# Exercise prompt
Write out the full listing again. Make no alterations.

# Source information
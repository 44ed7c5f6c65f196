use base64::engine::general_purpose::STANDARD;
use base64::Engine;
use serde::{Deserialize, Serialize};
use serde_json::{json, Value};
use tracing::{error, info, warn};

use crate::adapters::queue::MessageQueue;

const COMPONENT: &str = "order_gateway";

#[derive(Debug, Clone, Serialize, Deserialize, PartialEq)]
pub struct ApiGatewayResponse {
    #[serde(rename = "statusCode")]
    pub status_code: u16,
    pub headers: Value,
    pub body: String,
}

/// Forwards the raw request body of a POST to the order queue.
pub fn handle_gateway_event(event: Value, queue: &impl MessageQueue) -> ApiGatewayResponse {
    if let Some(method) = request_method(&event) {
        if !method.eq_ignore_ascii_case("POST") {
            warn!(component = COMPONENT, method, "rejected non-POST request");
            return empty_response(405);
        }
    }

    let body = match extract_body(&event) {
        Ok(value) => value,
        Err(message) => {
            warn!(component = COMPONENT, error = %message, "rejected request body");
            return empty_response(400);
        }
    };

    if let Err(message) = queue.send_message(&body) {
        error!(component = COMPONENT, error = %message, "enqueue failed");
        return empty_response(502);
    }

    info!(component = COMPONENT, bytes = body.len(), "order enqueued");
    empty_response(200)
}

fn request_method(event: &Value) -> Option<&str> {
    event
        .get("httpMethod")
        .and_then(Value::as_str)
        .or_else(|| {
            event
                .pointer("/requestContext/http/method")
                .and_then(Value::as_str)
        })
}

fn extract_body(event: &Value) -> Result<String, String> {
    let Some(object) = event.as_object() else {
        return Err("Request payload must be a JSON object".to_string());
    };

    let encoded = object
        .get("isBase64Encoded")
        .and_then(Value::as_bool)
        .unwrap_or(false);

    let body = match object.get("body") {
        None | Some(Value::Null) => String::new(),
        Some(Value::String(text)) if encoded => {
            let bytes = STANDARD
                .decode(text)
                .map_err(|error| format!("Malformed base64 body: {error}"))?;
            String::from_utf8(bytes).map_err(|error| format!("Body is not UTF-8: {error}"))?
        }
        Some(Value::String(text)) => text.clone(),
        Some(other) => other.to_string(),
    };

    // SQS rejects zero-length message bodies.
    if body.is_empty() {
        return Err("Request body is required".to_string());
    }
    Ok(body)
}

fn empty_response(status_code: u16) -> ApiGatewayResponse {
    ApiGatewayResponse {
        status_code,
        headers: json!({}),
        body: String::new(),
    }
}
pub mod aws;
pub mod order_table;
pub mod queue;
pub mod topic;
//! Dispatch logic: extract params from ArgMatches and convert to command args.
//!
//! This module contains:
//! - `*Params` structs that mirror command `*Args` but are populated from clap
//! - `from_matches()` extractors
//! - `Into<*Args>` impls to bridge dispatch → command handlers

use std::path::PathBuf;

use clap::ArgMatches;

use super::ColorChoice;
use crate::commands::build::BuildArgs;
use crate::commands::check::CheckArgs;
use crate::commands::dump::DumpArgs;

pub struct BuildParams {
    pub defs: Vec<PathBuf>,
    pub output: PathBuf,
}

impl BuildParams {
    pub fn from_matches(m: &ArgMatches) -> Self {
        Self {
            defs: parse_defs(m),
            output: m
                .get_one::<PathBuf>("output")
                .cloned()
                .unwrap_or_else(|| PathBuf::from("param_fields.bin")),
        }
    }
}

impl From<BuildParams> for BuildArgs {
    fn from(p: BuildParams) -> Self {
        Self {
            defs: p.defs,
            output: p.output,
        }
    }
}

pub struct CheckParams {
    pub defs: Vec<PathBuf>,
    pub json: bool,
}

impl CheckParams {
    pub fn from_matches(m: &ArgMatches) -> Self {
        Self {
            defs: parse_defs(m),
            json: m.get_flag("json"),
        }
    }
}

impl From<CheckParams> for CheckArgs {
    fn from(p: CheckParams) -> Self {
        Self {
            defs: p.defs,
            json: p.json,
        }
    }
}

pub struct DumpParams {
    pub blob: PathBuf,
    pub color: ColorChoice,
}

impl DumpParams {
    pub fn from_matches(m: &ArgMatches) -> Self {
        Self {
            blob: m.get_one::<PathBuf>("blob").cloned().unwrap_or_default(),
            color: parse_color(m),
        }
    }
}

impl From<DumpParams> for DumpArgs {
    fn from(p: DumpParams) -> Self {
        Self {
            blob: p.blob,
            color: p.color.should_colorize(),
        }
    }
}

fn parse_defs(m: &ArgMatches) -> Vec<PathBuf> {
    m.get_many::<PathBuf>("defs")
        .map(|paths| paths.cloned().collect())
        .unwrap_or_default()
}

fn parse_color(m: &ArgMatches) -> ColorChoice {
    match m.get_one::<String>("color").map(|s| s.as_str()) {
        Some("always") => ColorChoice::Always,
        Some("never") => ColorChoice::Never,
        _ => ColorChoice::Auto,
    }
}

# Answer for this exercise
repository 44ed7c5f6c65f196
use base64::engine::general_purpose::STANDARD;
use base64::Engine;
use serde::{Deserialize, Serialize};
use serde_json::{json, Value};
use tracing::{error, info, warn};

use crate::adapters::queue::MessageQueue;

const COMPONENT: &str = "order_gateway";

#[derive(Debug, Clone, Serialize, Deserialize, PartialEq)]
pub struct ApiGatewayResponse {
    #[serde(rename = "statusCode")]
    pub status_code: u16,
    pub headers: Value,
    pub body: String,
}

/// Forwards the raw request body of a POST to the order queue.
pub fn handle_gateway_event(event: Value, queue: &impl MessageQueue) -> ApiGatewayResponse {
    if let Some(method) = request_method(&event) {
        if !method.eq_ignore_ascii_case("POST") {
            warn!(component = COMPONENT, method, "rejected non-POST request");
            return empty_response(405);
        }
    }

    let body = match extract_body(&event) {
        Ok(value) => value,
        Err(message) => {
            warn!(component = COMPONENT, error = %message, "rejected request body");
            return empty_response(400);
        }
    };

    if let Err(message) = queue.send_message(&body) {
        error!(component = COMPONENT, error = %message, "enqueue failed");
        return empty_response(502);
    }

    info!(component = COMPONENT, bytes = body.len(), "order enqueued");
    empty_response(200)
}

fn request_method(event: &Value) -> Option<&str> {
    event
        .get("httpMethod")
        .and_then(Value::as_str)
        .or_else(|| {
            event
                .pointer("/requestContext/http/method")
                .and_then(Value::as_str)
        })
}

fn extract_body(event: &Value) -> Result<String, String> {
    let Some(object) = event.as_object() else {
        return Err("Request payload must be a JSON object".to_string());
    };

    let encoded = object
        .get("isBase64Encoded")
        .and_then(Value::as_bool)
        .unwrap_or(false);

    let body = match object.get("body") {
        None | Some(Value::Null) => String::new(),
        Some(Value::String(text)) if encoded => {
            let bytes = STANDARD
                .decode(text)
                .map_err(|error| format!("Malformed base64 body: {error}"))?;
            String::from_utf8(bytes).map_err(|error| format!("Body is not UTF-8: {error}"))?
        }
        Some(Value::String(text)) => text.clone(),
        Some(other) => other.to_string(),
    };

    // SQS rejects zero-length message bodies.
    if body.is_empty() {
        return Err("Request body is required".to_string());
    }
    Ok(body)
}

fn empty_response(status_code: u16) -> ApiGatewayResponse {
    ApiGatewayResponse {
        status_code,
        headers: json!({}),
        body: String::new(),
    }
}
pub mod aws;
pub mod order_table;
pub mod queue;
pub mod topic;
//! Dispatch logic: extract params from ArgMatches and convert to command args.
//!
//! This module contains:
//! - `*Params` structs that mirror command `*Args` but are populated from clap
//! - `from_matches()` extractors
//! - `Into<*Args>` impls to bridge dispatch → command handlers

use std::path::PathBuf;

use clap::ArgMatches;

use super::ColorChoice;
use crate::commands::build::BuildArgs;
use crate::commands::check::CheckArgs;
use crate::commands::dump::DumpArgs;

pub struct BuildParams {
    pub defs: Vec<PathBuf>,
    pub output: PathBuf,
}

impl BuildParams {
    pub fn from_matches(m: &ArgMatches) -> Self {
        Self {
            defs: parse_defs(m),
            output: m
                .get_one::<PathBuf>("output")
                .cloned()
                .unwrap_or_else(|| PathBuf::from("param_fields.bin")),
        }
    }
}

impl From<BuildParams> for BuildArgs {
    fn from(p: BuildParams) -> Self {
        Self {
            defs: p.defs,
            output: p.output,
        }
    }
}

pub struct CheckParams {
    pub defs: Vec<PathBuf>,
    pub json: bool,
}

impl CheckParams {
    pub fn from_matches(m: &ArgMatches) -> Self {
        Self {
            defs: parse_defs(m),
            json: m.get_flag("json"),
        }
    }
}

impl From<CheckParams> for CheckArgs {
    fn from(p: CheckParams) -> Self {
        Self {
            defs: p.defs,
            json: p.json,
        }
    }
}

pub struct DumpParams {
    pub blob: PathBuf,
    pub color: ColorChoice,
}

impl DumpParams {
    pub fn from_matches(m: &ArgMatches) -> Self {
        Self {
            blob: m.get_one::<PathBuf>("blob").cloned().unwrap_or_default(),
            color: parse_color(m),
        }
    }
}

impl From<DumpParams> for DumpArgs {
    fn from(p: DumpParams) -> Self {
        Self {
            blob: p.blob,
            color: p.color.should_colorize(),
        }
    }
}

fn parse_defs(m: &ArgMatches) -> Vec<PathBuf> {
    m.get_many::<PathBuf>("defs")
        .map(|paths| paths.cloned().collect())
        .unwrap_or_default()
}

fn parse_color(m: &ArgMatches) -> ColorChoice {
    match m.get_one::<String>("color").map(|s| s.as_str()) {
        Some("always") => ColorChoice::Always,
        Some("never") => ColorChoice::Never,
        _ => ColorChoice::Auto,
    }
}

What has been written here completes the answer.